The long arm of the photography law


I don't know what I'd do if accosted by the police for taking photographs. Picture courtesy of Josh Kritzer.

 

I don't know what I'd do if accosted by the police for taking photographs. Picture courtesy of Josh Kritzer.

 

Another slap in the face comes in the face for tourist photography comes this week as police force Austrian tourists to delete photos of double decker buses and bus stations.

As a dedicated photographer myself (albeit not usually of buses) I’m getting fed up with the increasing number of restrictions being placed upon us for doing nothing other than going about our everyday business of being obsessed with photography.

Last week in Bristol I was accosted by a jobsworth in Cabot Circus. My crime? Carrying a camera around my neck. “You can’t take photographs here!” he exclaimed at me, despite the fact my finger was nowhere near the shutter and Cabot Circus isn’t really that photogenic anyway. I just raised my eyebrow at him and scuttled off, it wasn’t worth arguing over something I didn’t want to take a photo of.
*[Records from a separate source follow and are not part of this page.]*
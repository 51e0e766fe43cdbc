//! Basic usage: build the sample graph in both representations, walk it,
//! then mutate it and print the DOT source.
//!
//! Run with: cargo run --example basic_usage

use dualgraph::{
    breadth_first, depth_first, has_cycle_from, to_dot, Graph, GraphResult, ListGraph, MatrixGraph,
};

fn main() -> GraphResult<()> {
    let edges = [
        ("a", "b"),
        ("a", "d"),
        ("a", "c"),
        ("b", "c"),
        ("b", "d"),
        ("c", "d"),
        ("c", "e"),
        ("d", "e"),
    ];

    let mut list = ListGraph::undirected();
    let mut matrix = MatrixGraph::undirected();
    for v in ["a", "b", "c", "d", "e"] {
        list.add_vertex(v)?;
        matrix.add_vertex(v)?;
    }
    for (u, v) in &edges {
        list.add_edge(u, v)?;
        matrix.add_weighted_edge(u, v, 2.0)?;
    }

    println!("list   dfs: {:?}", depth_first(&list, &"a")?);
    println!("list   bfs: {:?}", breadth_first(&list, &"a")?);
    println!("matrix dfs: {:?}", depth_first(&matrix, &"a")?);
    println!("matrix bfs: {:?}", breadth_first(&matrix, &"a")?);
    println!("cycle from a: {}", has_cycle_from(&list, &"a")?);

    list.remove_edge(&"c", &"e")?;
    matrix.remove_edge(&"c", &"e")?;
    list.remove_vertex(&"a")?;
    matrix.remove_vertex(&"a")?;
    println!("after removals: {:?}", list.vertices());

    print!("{}", to_dot(&matrix, true)?);
    Ok(())
}
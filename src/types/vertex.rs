//! Vertex identifiers and graph directedness.

use std::fmt::Display;
use std::hash::Hash;

use serde::Serialize;

/// Bound for vertex identifiers: opaque, comparable, hashable, printable.
///
/// Blanket-implemented, so `String`, `&str`, and the integer types all qualify.
pub trait VertexId: Clone + Eq + Hash + Display {}

impl<T: Clone + Eq + Hash + Display> VertexId for T {}

/// Whether edges are ordered pairs or symmetric. Fixed at construction.
#[derive(Debug, Clone, Copy, PartialEq, Eq, Hash, Default, Serialize)]
pub enum Directedness {
    /// Adding (u, v) also adds (v, u) with the same weight.
    #[default]
    Undirected,
    /// Edges are independent per ordered pair.
    Directed,
}

impl Directedness {
    /// Build from a boolean "directed" flag.
    pub fn from_directed(directed: bool) -> Self {
        if directed {
            Self::Directed
        } else {
            Self::Undirected
        }
    }

    /// True for [`Directedness::Directed`].
    pub fn is_directed(&self) -> bool {
        matches!(self, Self::Directed)
    }

    /// Return a human-readable name.
    pub fn name(&self) -> &'static str {
        match self {
            Self::Undirected => "undirected",
            Self::Directed => "directed",
        }
    }
}

impl std::fmt::Display for Directedness {
    fn fmt(&self, f: &mut std::fmt::Formatter<'_>) -> std::fmt::Result {
        write!(f, "{}", self.name())
    }
}
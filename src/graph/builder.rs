//! Fluent API for building graphs in either representation.

use crate::types::{Directedness, GraphResult, VertexId, Weight, DEFAULT_WEIGHT};

use super::{Graph, ListGraph, MatrixGraph};

/// Fluent builder that records vertices and edges, then replays them into a
/// [`ListGraph`] or a [`MatrixGraph`].
///
/// Replaying goes through the normal mutation operations, so duplicate or
/// unknown vertices surface as errors from `build_*`.
#[derive(Debug, Clone)]
pub struct GraphBuilder<V: VertexId> {
    directedness: Directedness,
    vertices: Vec<V>,
    edges: Vec<(V, V, Weight)>,
}

impl<V: VertexId> GraphBuilder<V> {
    /// Create a new builder.
    pub fn new(directedness: Directedness) -> Self {
        Self {
            directedness,
            vertices: Vec::new(),
            edges: Vec::new(),
        }
    }

    /// Add a vertex.
    pub fn vertex(mut self, id: V) -> Self {
        self.vertices.push(id);
        self
    }

    /// Add several vertices in order.
    pub fn vertices(mut self, ids: impl IntoIterator<Item = V>) -> Self {
        self.vertices.extend(ids);
        self
    }

    /// Add an edge with the default weight.
    pub fn edge(self, from: V, to: V) -> Self {
        self.weighted_edge(from, to, DEFAULT_WEIGHT)
    }

    /// Add a weighted edge. The list representation ignores the weight.
    pub fn weighted_edge(mut self, from: V, to: V, weight: Weight) -> Self {
        self.edges.push((from, to, weight));
        self
    }

    /// Build an adjacency-list graph.
    pub fn build_list(self) -> GraphResult<ListGraph<V>> {
        let mut graph = ListGraph::new(self.directedness);
        for v in self.vertices {
            graph.add_vertex(v)?;
        }
        for (from, to, _) in &self.edges {
            graph.add_edge(from, to)?;
        }
        Ok(graph)
    }

    /// Build an adjacency-matrix graph.
    pub fn build_matrix(self) -> GraphResult<MatrixGraph<V>> {
        let mut graph = MatrixGraph::new(self.directedness);
        for v in self.vertices {
            graph.add_vertex(v)?;
        }
        for (from, to, weight) in &self.edges {
            graph.add_weighted_edge(from, to, *weight)?;
        }
        Ok(graph)
    }
}

impl<V: VertexId> Default for GraphBuilder<V> {
    fn default() -> Self {
        Self::new(Directedness::Undirected)
    }
}
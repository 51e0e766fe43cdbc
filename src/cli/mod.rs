//! Command-line driver: inline graph descriptions and command implementations.

pub mod commands;
pub mod input;

pub use input::{GraphSpec, Representation};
Nonetheless, it begs the question, how much longer are we going to be allowed to take photographs in public places without one law or another attempting to stop us? Presently it is perfectly legal to take photographs so long as you are standing in a public place (this doesn’t extend to using an extreme telephoto lens to peer into someone’s house from the pavement), but ever increasing terror laws are meaning this is becoming harder.

In February, section 76 of the Counter – Terrorism Act 2008 came into effect meaning it became a criminal offence to take photographs of those in ‘intelligence’. Meanwhile, the NUJ is thinking about taking legal action after the police threatened photographers at the G20 protests.

I’ve never been threatened by the police for taking photographs, but quite often I feel wary about having my camera out near them and I’m not sure how I’d react if one of them ever stopped me. I’ve read a few things that tell me to be brave and recite the law to the police. This fantastic guide offers fantastic advice on your rights. Some suggest you carry around a copy of your rights, such as this one,  with you to present to police upon inspection.

 While I commend anyone that could do that upon having their collars felt by the police, I’m just not sure that I could stand up to them.

 Problem is, that’s exactly what they want. 

3 comments

  • I was challenged for taking a picture of the Home Office buildings in Newport Road, Cardiff, ahead of the ID cards protest there. I was outside and taking a picture of the sign. Nothing else – just the sign showing the number of the house. But when I was told to delete the pictures (after voluntarily explaining what I was doing, when I could have just done a runner), instead of saying that because I was in a public place I was perfectly entitled to take them I panicked like a fool and deleted them. Idiot.

    See, it’s not just you.

  • Yes I remember that incident.

    Even the police don’t have the powers to delete your photographs, so security guards definitely don’t. I think it’s important to remember that the police can’t delete photos because they should be used in evidence if some crime has been committed, if no crime has been committed, there’s no need to delete the photos.

    But that’s just the theory, not much you can do when you’re being glared at by someone twice your size with a baton I guess.

  • For those who might panic first, and regret later, I would recommend searching out ‘Zero Assumption Digital Image Recovery’ freeware – Lets you get those deleted photos off an sd card, provided you havent ‘taped over them’. Deleting only tells the memory to forget that something is on the disk, not erase it.

    Must-have software for any photographer.

    Yeah, sometimes i’m a bit wary of pulling out a camera, but so far I haven’t been hassled. I think the laws may vary somewhat, as I’m in NZ, but we have pretty strong rights to take photos in public.